== Input material

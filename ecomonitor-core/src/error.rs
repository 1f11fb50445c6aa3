use serde_json::{Value, json};
use thiserror::Error;

/// Failures on the upstream data path. Every variant maps to a structured
/// JSON payload; none is fatal to the caller's process.
#[derive(Debug, Error)]
pub enum Error {
    /// The upstream HTTP request completed with a non-success status.
    #[error("upstream request failed with status {status}")]
    UpstreamStatus { status: u16 },

    /// The provider answered 200 but reported a non-OK status in the body.
    #[error("API returned non-OK status: {raw_status}")]
    ProviderStatus { raw_status: String },

    /// A field the consumer cannot do without is absent from the payload.
    #[error("{0}")]
    MissingData(String),

    /// Network-level failure reaching the upstream, including timeouts.
    #[error("failed to reach upstream: {0}")]
    Transport(#[from] reqwest::Error),

    /// The upstream body was not the JSON we expected.
    #[error("failed to decode upstream payload: {0}")]
    Decode(#[from] serde_json::Error),
}

impl Error {
    /// The `{error, ...}` JSON body served to API consumers.
    pub fn payload(&self) -> Value {
        match self {
            Error::UpstreamStatus { status } => {
                json!({ "error": self.to_string(), "status": status })
            }
            Error::ProviderStatus { raw_status } => {
                json!({ "error": "API returned non-OK status", "raw_status": raw_status })
            }
            _ => json!({ "error": self.to_string() }),
        }
    }
}

pub type Result<T, E = Error> = std::result::Result<T, E>;

#[cfg(test)]
mod tests {
    use super::*;

    #[test]
    fn upstream_status_payload_carries_status_code() {
        let payload = Error::UpstreamStatus { status: 503 }.payload();
        assert_eq!(payload["status"], 503);
        assert!(payload["error"].as_str().unwrap().contains("503"));
    }

    #[test]
    fn provider_status_payload_carries_raw_status() {
        let err = Error::ProviderStatus { raw_status: "nug".to_string() };
        let payload = err.payload();
        assert_eq!(payload["error"], "API returned non-OK status");
        assert_eq!(payload["raw_status"], "nug");
    }

    #[test]
    fn missing_data_payload_is_just_the_message() {
        let payload = Error::MissingData("No AQI data available".to_string()).payload();
        assert_eq!(payload, json!({ "error": "No AQI data available" }));
    }
}
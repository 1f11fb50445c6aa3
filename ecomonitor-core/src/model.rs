//! Canonical record shapes returned to API consumers.
//!
//! Field names follow the wire format the consumers already expect
//! (`dominantPollutant`, `lastUpdated`, nested `city.name`), so these structs
//! serialize directly into the documented JSON contracts.

use std::collections::{BTreeMap, HashMap};

use chrono::{DateTime, Utc};
use serde::Serialize;
use serde::ser::{SerializeMap, Serializer};
use serde_json::Value;

/// AQI severity bands over the standard breakpoints {50, 100, 150, 200, 300}.
#[derive(Debug, Clone, Copy, PartialEq, Eq, Serialize)]
pub enum AqiCategory {
    Good,
    Moderate,
    #[serde(rename = "Unhealthy for Sensitive Groups")]
    UnhealthyForSensitiveGroups,
    Unhealthy,
    #[serde(rename = "Very Unhealthy")]
    VeryUnhealthy,
    Hazardous,
}

impl AqiCategory {
    /// Strict ladder, inclusive on the upper end of each band.
    pub fn from_aqi(aqi: i64) -> Self {
        match aqi {
            ..=50 => AqiCategory::Good,
            51..=100 => AqiCategory::Moderate,
            101..=150 => AqiCategory::UnhealthyForSensitiveGroups,
            151..=200 => AqiCategory::Unhealthy,
            201..=300 => AqiCategory::VeryUnhealthy,
            _ => AqiCategory::Hazardous,
        }
    }

    pub fn color(self) -> &'static str {
        match self {
            AqiCategory::Good => "#00e400",
            AqiCategory::Moderate => "#ffff00",
            AqiCategory::UnhealthyForSensitiveGroups => "#ff7e00",
            AqiCategory::Unhealthy => "#ff0000",
            AqiCategory::VeryUnhealthy => "#99004c",
            AqiCategory::Hazardous => "#7e0023",
        }
    }
}

#[derive(Debug, Clone, Serialize)]
pub struct CityRef {
    pub name: String,
}

/// Observation time as reported upstream: the raw short form and the ISO
/// form. Unstructured upstream scalars are duplicated into both fields.
#[derive(Debug, Clone, PartialEq, Eq, Serialize)]
pub struct ObservedTime {
    pub s: String,
    pub iso: String,
}

#[derive(Debug, Clone, Copy, PartialEq, Serialize)]
pub struct Geo {
    pub lat: f64,
    pub lng: f64,
}

/// One per-pollutant reading, always in the object shape even when the
/// upstream sent a bare number.
#[derive(Debug, Clone, PartialEq, Serialize)]
pub struct PollutantReading {
    pub v: f64,
    #[serde(skip_serializing_if = "Option::is_none")]
    pub unit: Option<String>,
}

#[derive(Debug, Clone, Serialize)]
pub struct AirQualityRecord {
    pub city: CityRef,
    pub aqi: i64,
    pub time: ObservedTime,
    #[serde(rename = "dominantPollutant")]
    pub dominant_pollutant: String,
    pub iaqi: BTreeMap<String, PollutantReading>,
    #[serde(skip_serializing_if = "Option::is_none")]
    pub geo: Option<Geo>,
    /// Opaque passthrough of the upstream forecast block, if any.
    #[serde(skip_serializing_if = "Option::is_none")]
    pub forecast: Option<Value>,
    pub category: AqiCategory,
    pub color: String,
}

#[derive(Debug, Clone, Serialize)]
pub struct BirdObservation {
    pub species: String,
    pub scientific_name: String,
    pub location: String,
    pub observation_date: String,
    pub count: i64,
    pub coordinates: Geo,
}

/// Species name → occurrence count, ordered by descending count with
/// first-seen order breaking ties. Serializes as a JSON map in that order.
#[derive(Debug, Clone, Default, PartialEq, Eq)]
pub struct FrequencyTable(Vec<(String, u32)>);

impl FrequencyTable {
    pub fn tally<I>(names: I) -> Self
    where
        I: IntoIterator<Item = String>,
    {
        let mut order: Vec<(String, u32)> = Vec::new();
        let mut index: HashMap<String, usize> = HashMap::new();

        for name in names {
            match index.get(&name) {
                Some(&at) => order[at].1 += 1,
                None => {
                    index.insert(name.clone(), order.len());
                    order.push((name, 1));
                }
            }
        }

        // Stable sort keeps first-seen order between equal counts.
        order.sort_by(|a, b| b.1.cmp(&a.1));
        Self(order)
    }

    pub fn top(mut self, n: usize) -> Self {
        self.0.truncate(n);
        self
    }

    pub fn entries(&self) -> &[(String, u32)] {
        &self.0
    }

    pub fn len(&self) -> usize {
        self.0.len()
    }

    pub fn is_empty(&self) -> bool {
        self.0.is_empty()
    }
}

impl Serialize for FrequencyTable {
    fn serialize<S: Serializer>(&self, serializer: S) -> Result<S::Ok, S::Error> {
        let mut map = serializer.serialize_map(Some(self.0.len()))?;
        for (name, count) in &self.0 {
            map.serialize_entry(name, count)?;
        }
        map.end()
    }
}

#[derive(Debug, Clone, Serialize)]
pub struct BirdReport {
    pub birds: Vec<BirdObservation>,
    pub counts: FrequencyTable,
    pub total: usize,
}

#[derive(Debug, Clone, Copy, PartialEq, Serialize)]
pub struct Coordinates {
    pub latitude: f64,
    pub longitude: f64,
}

#[derive(Debug, Clone, Serialize)]
pub struct Measurement {
    pub parameter: String,
    pub value: f64,
    pub unit: String,
    #[serde(rename = "lastUpdated")]
    pub last_updated: String,
}

#[derive(Debug, Clone, Serialize)]
pub struct PollutionLocation {
    pub name: String,
    pub city: String,
    pub coordinates: Coordinates,
    pub measurements: Vec<Measurement>,
}

/// Per-parameter occurrence counts and arithmetic means across all locations.
#[derive(Debug, Clone, Default, Serialize)]
pub struct PollutantSummary {
    #[serde(skip_serializing_if = "BTreeMap::is_empty")]
    pub counts: BTreeMap<String, u32>,
    #[serde(skip_serializing_if = "BTreeMap::is_empty")]
    pub averages: BTreeMap<String, f64>,
}

#[derive(Debug, Clone, Serialize)]
pub struct PollutionReport {
    pub locations: Vec<PollutionLocation>,
    pub pollutants: PollutantSummary,
    pub total: usize,
}

#[derive(Debug, Clone, Serialize)]
pub struct Article {
    pub title: String,
    pub source: String,
    pub date: DateTime<Utc>,
    pub link: String,
    pub summary: String,
}

/// Composite served by the deforestation endpoint: observatory articles plus
/// whatever forest statistics were available at refresh time.
#[derive(Debug, Clone, Serialize)]
pub struct DeforestationReport {
    pub timestamp: DateTime<Utc>,
    pub articles: Vec<Article>,
    pub forest_data: Value,
    pub source: String,
}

====

Action item:
Scan the records for the word "occurrence". Copy each line where it turns up.

Exercise solution:
/// Species name → occurrence count, ordered by descending count with
/// Per-parameter occurrence counts and arithmetic means across all locations.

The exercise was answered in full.